Method: Cancer Australia used an evidence-based, systematic methodology to develop the Guide: 1. convening a multidisciplinary Expert Reference Group co-chaired by a GP reviewing current national and international clinical practice guidelines undertaking targeted systematic reviews consulting with clinical colleges and consumer bodies, and focus testing with GPs.
Results: The Guide and its supporting Evidence Report includes information on lung cancer risk factors; different population groups; symptoms and signs of lung cancer; imaging modalities; optimal timeframes for investigation and referral; and the importance of multidisciplinary care. The Guide is a Royal Australian College of General Practitioners Accepted Clinical Resource, and is endorsed by 11 organisations.
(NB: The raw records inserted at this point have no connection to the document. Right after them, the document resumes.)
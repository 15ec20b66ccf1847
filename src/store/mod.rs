//! Event store boundary
//!
//! The resolver talks to storage only through [`EventStore`]. Two backends
//! ship with the crate and behave identically:
//! - [`InMemoryEventStore`]: volatile, used by tests and the demo driver
//! - [`SqliteEventStore`]: file-backed via rusqlite
//!
//! Every call is blocking request/response and treated as atomic by callers.
//! Mutable state lives entirely behind this trait.

pub mod memory;
pub mod sqlite;

pub use memory::InMemoryEventStore;
pub use sqlite::SqliteEventStore;

use crate::core::config::{StoreBackend, StoreConfig};
use crate::core::error::Result;
use crate::core::types::Event;
use serde::{Deserialize, Serialize};
use std::time::Duration;

/// Status reported by a write operation
#[derive(Debug, Clone, Copy, PartialEq, Eq, Serialize, Deserialize)]
#[serde(rename_all = "lowercase")]
pub enum StoreStatus {
    Success,
    Updated,
    Deleted,
    /// Rejected or matched nothing
    #[serde(other)]
    Failed,
}

/// Answer to a conflict check
#[derive(Debug, Clone, Default, PartialEq, Eq, Serialize, Deserialize)]
pub struct ConflictCheck {
    pub conflict: bool,
    #[serde(default, skip_serializing_if = "Option::is_none")]
    pub existing_event: Option<Event>,
}

impl ConflictCheck {
    pub fn clear() -> Self {
        Self::default()
    }

    pub fn with(existing: Event) -> Self {
        Self {
            conflict: true,
            existing_event: Some(existing),
        }
    }
}

/// Calendar storage operations used by the resolver
///
/// Semantics shared by all backends:
/// - `create` rejects events without both `date` and `time`
/// - `read` matches every present field among title, date, time, location;
///   an empty filter returns everything, sorted by date then time
/// - `update` is keyed by `title` (plus `date` when given) and overwrites
///   `time`, `location` and `participants` when present
/// - `delete` matches every present field among title, date, time and
///   refuses an empty filter
/// - `check_conflict` compares `date` and `time` only
pub trait EventStore {
    fn create(&self, event: &Event) -> Result<StoreStatus>;
    fn read(&self, query: &Event) -> Result<Vec<Event>>;
    fn update(&self, event: &Event) -> Result<StoreStatus>;
    fn delete(&self, event: &Event) -> Result<StoreStatus>;
    fn check_conflict(&self, event: &Event) -> Result<ConflictCheck>;
}

/// Open the backend selected in the config
pub fn open_store(config: &StoreConfig) -> Result<Box<dyn EventStore>> {
    match config.backend {
        StoreBackend::Memory => {
            tracing::info!(backend = "memory", "Opening event store");
            Ok(Box::new(InMemoryEventStore::new()))
        }
        StoreBackend::Sqlite => {
            tracing::info!(backend = "sqlite", path = %config.path.display(), "Opening event store");
            let store = SqliteEventStore::open(
                &config.path,
                Duration::from_millis(config.busy_timeout_ms),
            )?;
            Ok(Box::new(store))
        }
    }
}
Discussion: Lung cancer is the leading cause of cancer burden and cancer death in Australia.3 Early diagnosis and treatment lead to improved survival, however, non-specific symptoms and smoking-related stigma may delay diagnosis.4,5,6 Additionally, during the COVID-19 pandemic, it is important to consider respiratory symptoms as presentation of lung cancer not COVID-19. GPs need to be alert to the key steps and optimal timeframes for investigating this disease, to support rapid referral of patients into the multidisciplinary diagnostic pathway. The Guide provides opportunities for practice improvement through audits of investigation modalities and timeframes for investigation and referral.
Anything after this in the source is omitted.